Background Dietary salt intake generates a substantial burden of cardiovascular disease (CVD) and gastric cancer. Since 2003, the United Kingdom has implemented a series of policies to reduce dietary salt by 15%. The aim of this study was to estimate the overall disease impact and equity of existing and potential national salt reduction policies on CVD and gastric cancer in England.
Methods We used a validated discrete-time, dynamic, stochastic, microsimulation model (IMPACT NCD ) to explore the life courses of a close-to-reality synthetic population under counterfactual salt policy scenarios. The Health Survey for England and the Sodium Survey series data, with findings from high quality meta-analyses primed the model.

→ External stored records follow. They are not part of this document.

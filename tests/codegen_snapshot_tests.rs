//! Golden snapshot tests for codegen
//!
//! These tests generate IR from `.pv` input files and compare
//! the output against stored snapshots. This ensures codegen changes are
//! reviewed and intentional.
//!
//! Run with: `cargo test --test codegen_snapshot_tests`
//! Review changes: `cargo insta review`

use pvc::backend::{CodegenConfig, compile_program};
use pvc::frontend::{lexer, parser};
use std::fs;

/// Generate IR from pv source
fn generate_ir(source: &str) -> String {
    let ast = parser::parse(lexer::lex(source)).expect("parser failed");
    compile_program(&ast, &CodegenConfig::default()).expect("codegen failed")
}

/// Load a test file from the codegen_snapshots directory
fn load_test_file(name: &str) -> String {
    let path = format!("tests/codegen_snapshots/{}.pv", name);
    fs::read_to_string(&path).unwrap_or_else(|_| panic!("Failed to read test file: {}", path))
}

#[test]
fn test_block_add_codegen() {
    let source = load_test_file("block_add");
    let ir = generate_ir(&source);
    insta::assert_snapshot!("block_add", ir);
}

#[test]
fn test_params_codegen() {
    let source = load_test_file("params");
    let ir = generate_ir(&source);
    insta::assert_snapshot!("params", ir);
}

#[test]
fn test_division_codegen() {
    let source = load_test_file("division");
    let ir = generate_ir(&source);
    insta::assert_snapshot!("division", ir);
}

#[test]
fn test_float_math_codegen() {
    let source = load_test_file("float_math");
    let ir = generate_ir(&source);
    insta::assert_snapshot!("float_math", ir);
}

#[test]
fn test_void_block_codegen() {
    let source = load_test_file("void_block");
    let ir = generate_ir(&source);
    insta::assert_snapshot!("void_block", ir);
}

We estimated current and future cardiovascular and gastric cancer disease incidence and mortality stratified by Index of Multiple Deprivation quintile groups. In the first period, 2003–2015, we compared the impact of the current policy against a counterfactual ‘no intervention’ scenario, which assumed salt consumption persisted at 2003 levels. For 2015–2025, we assumed additional legislative policies could achieve a steeper decline in salt consumption. We compared this against the counterfactual scenario that the downward trend in salt consumption, observed between 2001 and 2011, would continue to 2025.
We incorporated probabilistic sensitivity analysis in our estimates, summarised as medians and interquartile ranges (IQR) of the model output distributions (IMPACT NCD implements a second order Monte Carlo design that propagated the estimated uncertainty of model inputs to the outputs).
Results Since 2003, current salt policies have prevented or postponed approximately 59,000 (IQR: 42,000 to 78,000) CVD cases and 11,000 (IQR: −3,000 to 24,000) CVD deaths. In addition, the current policies have prevented around 9,000 (IQR: 4,000 to 13,000) new cases of gastric cancer resulting in 4,000 (IQR: 1,000 to 7,000) fewer deaths. This policy had no impact on socioeconomic inequalities in CVD but increased inequalities in gastric cancer.
Additional legislative policies from 2015 could further prevent or postpone approximately 18,000 (IQR: 3,000 to 33,000) CVD cases and 3,000 (IQR: −6,000 to 12,000) deaths by 2025, while reducing inequalities. Similarly for gastric cancer 3,000 (IQR: −1,000 to 7,000) cases and 1,000 (IQR: −1,000 to 4,000) deaths could be prevented or postponed with neutral impact on inequalities.
Conclusion Current salt reduction policies are powerfully effective in reducing the cardiovascular and gastric cancer disease burdens overall but fail to reduce the inequalities involved. However, additional structural policies could achieve further reduction in disease incidence and more equitable health benefits.